# What you are asked to do
Please check every line of the listing for "PixelRange" and copy each line where it is found.

# Raw data
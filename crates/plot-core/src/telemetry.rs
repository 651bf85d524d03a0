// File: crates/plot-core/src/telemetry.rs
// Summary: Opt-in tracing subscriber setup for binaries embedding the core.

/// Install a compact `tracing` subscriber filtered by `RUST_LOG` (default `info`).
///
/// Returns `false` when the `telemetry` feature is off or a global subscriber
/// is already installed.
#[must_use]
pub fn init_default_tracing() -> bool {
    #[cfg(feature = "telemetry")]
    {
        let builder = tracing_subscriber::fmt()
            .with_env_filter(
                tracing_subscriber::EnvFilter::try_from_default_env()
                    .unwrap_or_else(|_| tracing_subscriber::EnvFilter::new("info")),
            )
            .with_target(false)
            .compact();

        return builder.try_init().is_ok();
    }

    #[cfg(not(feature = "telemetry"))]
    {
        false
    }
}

...

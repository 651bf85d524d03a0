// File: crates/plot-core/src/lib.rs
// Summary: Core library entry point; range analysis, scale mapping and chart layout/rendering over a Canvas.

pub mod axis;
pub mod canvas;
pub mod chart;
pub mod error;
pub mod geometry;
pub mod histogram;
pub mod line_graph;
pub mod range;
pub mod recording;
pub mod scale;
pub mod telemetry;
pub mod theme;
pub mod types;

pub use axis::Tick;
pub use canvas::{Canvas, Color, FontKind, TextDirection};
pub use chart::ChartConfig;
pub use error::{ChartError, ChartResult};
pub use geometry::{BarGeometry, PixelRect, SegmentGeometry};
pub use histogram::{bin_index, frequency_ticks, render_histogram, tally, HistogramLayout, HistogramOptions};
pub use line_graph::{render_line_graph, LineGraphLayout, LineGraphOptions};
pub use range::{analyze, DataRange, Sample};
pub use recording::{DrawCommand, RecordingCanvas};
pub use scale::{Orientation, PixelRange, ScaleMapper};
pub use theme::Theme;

* * *

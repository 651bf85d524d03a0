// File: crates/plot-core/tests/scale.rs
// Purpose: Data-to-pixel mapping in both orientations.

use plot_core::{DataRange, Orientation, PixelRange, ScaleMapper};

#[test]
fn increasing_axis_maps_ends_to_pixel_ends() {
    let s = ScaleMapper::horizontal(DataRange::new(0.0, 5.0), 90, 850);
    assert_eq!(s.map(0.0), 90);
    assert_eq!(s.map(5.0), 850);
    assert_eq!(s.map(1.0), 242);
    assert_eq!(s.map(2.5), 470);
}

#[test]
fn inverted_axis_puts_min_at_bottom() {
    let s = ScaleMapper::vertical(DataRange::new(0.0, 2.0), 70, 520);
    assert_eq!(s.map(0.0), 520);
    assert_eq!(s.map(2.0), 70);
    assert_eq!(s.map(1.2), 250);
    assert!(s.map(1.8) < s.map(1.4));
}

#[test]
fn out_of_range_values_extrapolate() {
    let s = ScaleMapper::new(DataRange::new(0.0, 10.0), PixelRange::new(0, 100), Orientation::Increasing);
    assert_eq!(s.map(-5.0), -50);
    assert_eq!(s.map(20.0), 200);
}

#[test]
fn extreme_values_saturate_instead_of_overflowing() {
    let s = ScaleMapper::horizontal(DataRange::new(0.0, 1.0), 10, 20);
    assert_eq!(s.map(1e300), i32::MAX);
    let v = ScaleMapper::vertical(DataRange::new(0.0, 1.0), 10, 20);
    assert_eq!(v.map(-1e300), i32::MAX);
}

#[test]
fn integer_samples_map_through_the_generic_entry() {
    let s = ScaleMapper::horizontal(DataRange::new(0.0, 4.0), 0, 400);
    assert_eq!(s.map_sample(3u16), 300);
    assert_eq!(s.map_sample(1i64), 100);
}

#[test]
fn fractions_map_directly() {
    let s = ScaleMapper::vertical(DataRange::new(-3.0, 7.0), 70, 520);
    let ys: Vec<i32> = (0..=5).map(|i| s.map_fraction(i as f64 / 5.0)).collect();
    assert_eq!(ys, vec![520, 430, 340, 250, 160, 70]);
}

# Answer
pub use scale::{Orientation, PixelRange, ScaleMapper};
use plot_core::{DataRange, Orientation, PixelRange, ScaleMapper};
    let s = ScaleMapper::new(DataRange::new(0.0, 10.0), PixelRange::new(0, 100), Orientation::Increasing);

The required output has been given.